§ **What this task involves**:
State how many lines of the listing below include the word "WHERE". Give only the number.

---+---

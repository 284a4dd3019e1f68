use crate::employees::map_employee;
use crate::{Store, StoreError, StoreResult};
use adsum_core::index::{EmbeddingSource, EnrolledFace, SourceError};
use rusqlite::params;

/// Face embedding row metadata (without the vector blob).
#[derive(Debug, Clone, serde::Serialize)]
pub struct FaceRow {
    pub id: i64,
    pub employee_id: i64,
    pub photo_path: Option<String>,
    pub is_primary: bool,
    pub created_at: String,
}

impl Store {
    /// Insert a new embedding for an employee. The first face enrolled
    /// becomes the primary one.
    pub fn add_face(
        &self,
        employee_id: i64,
        embedding: &[u8],
        photo_path: Option<&str>,
    ) -> StoreResult<FaceRow> {
        let conn = self.conn();
        let existing: i64 = conn.query_row(
            "SELECT COUNT(*) FROM face_embeddings WHERE employee_id = ?1",
            [employee_id],
            |row| row.get(0),
        )?;
        conn.execute(
            "INSERT INTO face_embeddings (employee_id, embedding, photo_path, is_primary)
             VALUES (?1, ?2, ?3, ?4)",
            params![employee_id, embedding, photo_path, existing == 0],
        )?;
        let id = conn.last_insert_rowid();
        drop(conn);
        self.face(id)?.ok_or(StoreError::FaceNotFound(id))
    }

    pub fn face(&self, id: i64) -> StoreResult<Option<FaceRow>> {
        let conn = self.conn();
        let mut stmt = conn.prepare(
            "SELECT id, employee_id, photo_path, is_primary, created_at
             FROM face_embeddings WHERE id = ?1",
        )?;
        let mut rows = stmt.query_map([id], |row| {
            Ok(FaceRow {
                id: row.get("id")?,
                employee_id: row.get("employee_id")?,
                photo_path: row.get("photo_path")?,
                is_primary: row.get::<_, i64>("is_primary")? != 0,
                created_at: row.get("created_at")?,
            })
        })?;
        Ok(rows.next().transpose()?)
    }

    pub fn faces_for(&self, employee_id: i64) -> StoreResult<Vec<FaceRow>> {
        let conn = self.conn();
        let mut stmt = conn.prepare(
            "SELECT id, employee_id, photo_path, is_primary, created_at
             FROM face_embeddings WHERE employee_id = ?1 ORDER BY created_at DESC, id DESC",
        )?;
        let rows = stmt.query_map([employee_id], |row| {
            Ok(FaceRow {
                id: row.get("id")?,
                employee_id: row.get("employee_id")?,
                photo_path: row.get("photo_path")?,
                is_primary: row.get::<_, i64>("is_primary")? != 0,
                created_at: row.get("created_at")?,
            })
        })?;
        let mut out = Vec::new();
        for r in rows {
            out.push(r?);
        }
        Ok(out)
    }

    /// Delete one face row. Returns its photo path so the caller can clean
    /// up the stored image file.
    pub fn remove_face(&self, employee_id: i64, face_id: i64) -> StoreResult<Option<String>> {
        let conn = self.conn();
        let photo: Option<Option<String>> = conn
            .query_row(
                "SELECT photo_path FROM face_embeddings WHERE id = ?1 AND employee_id = ?2",
                params![face_id, employee_id],
                |row| row.get(0),
            )
            .map(Some)
            .or_else(|e| match e {
                rusqlite::Error::QueryReturnedNoRows => Ok(None),
                other => Err(other),
            })?;
        let Some(photo_path) = photo else {
            return Err(StoreError::FaceNotFound(face_id));
        };
        conn.execute(
            "DELETE FROM face_embeddings WHERE id = ?1 AND employee_id = ?2",
            params![face_id, employee_id],
        )?;
        Ok(photo_path)
    }

    /// All embeddings for active employees, in (employee, face) order —
    /// this read order defines the matching index's row order.
    pub fn active_embedding_rows(&self) -> StoreResult<Vec<EnrolledFace>> {
        let conn = self.conn();
        let mut stmt = conn.prepare(
            "SELECT f.id AS face_id, f.embedding,
                    e.id, e.nip, e.name, e.position, e.is_active
             FROM face_embeddings f
             JOIN employees e ON e.id = f.employee_id
             WHERE e.is_active = 1
             ORDER BY e.id, f.id",
        )?;
        let rows = stmt.query_map([], |row| {
            Ok(EnrolledFace {
                face_id: row.get("face_id")?,
                employee: map_employee(row)?,
                blob: row.get("embedding")?,
            })
        })?;
        let mut out = Vec::new();
        for r in rows {
            out.push(r?);
        }
        Ok(out)
    }
}

impl EmbeddingSource for Store {
    fn active_embeddings(&self) -> Result<Vec<EnrolledFace>, SourceError> {
        Ok(self.active_embedding_rows()?)
    }
}

#[cfg(test)]
mod tests {
    use crate::{Store, StoreError};
    use adsum_core::types::{Embedding, EMBEDDING_DIM};

    fn blob(seed: f32) -> Vec<u8> {
        Embedding {
            values: vec![seed; EMBEDDING_DIM],
        }
        .to_bytes()
    }

    #[test]
    fn test_first_face_is_primary() {
        let store = Store::open_in_memory().unwrap();
        let emp = store.create_employee(None, "Ana", "Clerk").unwrap();

        let first = store.add_face(emp.id, &blob(0.1), Some("a.jpg")).unwrap();
        let second = store.add_face(emp.id, &blob(0.2), Some("b.jpg")).unwrap();
        assert!(first.is_primary);
        assert!(!second.is_primary);
    }

    #[test]
    fn test_remove_face_returns_photo_path() {
        let store = Store::open_in_memory().unwrap();
        let emp = store.create_employee(None, "Ana", "Clerk").unwrap();
        let face = store.add_face(emp.id, &blob(0.1), Some("a.jpg")).unwrap();

        let photo = store.remove_face(emp.id, face.id).unwrap();
        assert_eq!(photo.as_deref(), Some("a.jpg"));
        assert!(store.faces_for(emp.id).unwrap().is_empty());
    }

    #[test]
    fn test_remove_face_checks_ownership() {
        let store = Store::open_in_memory().unwrap();
        let ana = store.create_employee(None, "Ana", "Clerk").unwrap();
        let budi = store.create_employee(None, "Budi", "Driver").unwrap();
        let face = store.add_face(ana.id, &blob(0.1), None).unwrap();

        assert!(matches!(
            store.remove_face(budi.id, face.id),
            Err(StoreError::FaceNotFound(_))
        ));
    }

    #[test]
    fn test_deleting_employee_cascades_embeddings() {
        let store = Store::open_in_memory().unwrap();
        let emp = store.create_employee(None, "Ana", "Clerk").unwrap();
        store.add_face(emp.id, &blob(0.1), None).unwrap();

        store
            .conn()
            .execute("DELETE FROM employees WHERE id = ?1", [emp.id])
            .unwrap();
        assert!(store.faces_for(emp.id).unwrap().is_empty());
    }

    #[test]
    fn test_inactive_employees_excluded_from_index_rows() {
        let store = Store::open_in_memory().unwrap();
        let ana = store.create_employee(None, "Ana", "Clerk").unwrap();
        let budi = store.create_employee(None, "Budi", "Driver").unwrap();
        store.add_face(ana.id, &blob(0.1), None).unwrap();
        store.add_face(budi.id, &blob(0.2), None).unwrap();
        store.set_employee_active(budi.id, false).unwrap();

        let rows = store.active_embedding_rows().unwrap();
        assert_eq!(rows.len(), 1);
        assert_eq!(rows[0].employee.id, ana.id);
    }
}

---+---

§ **Result below**:
7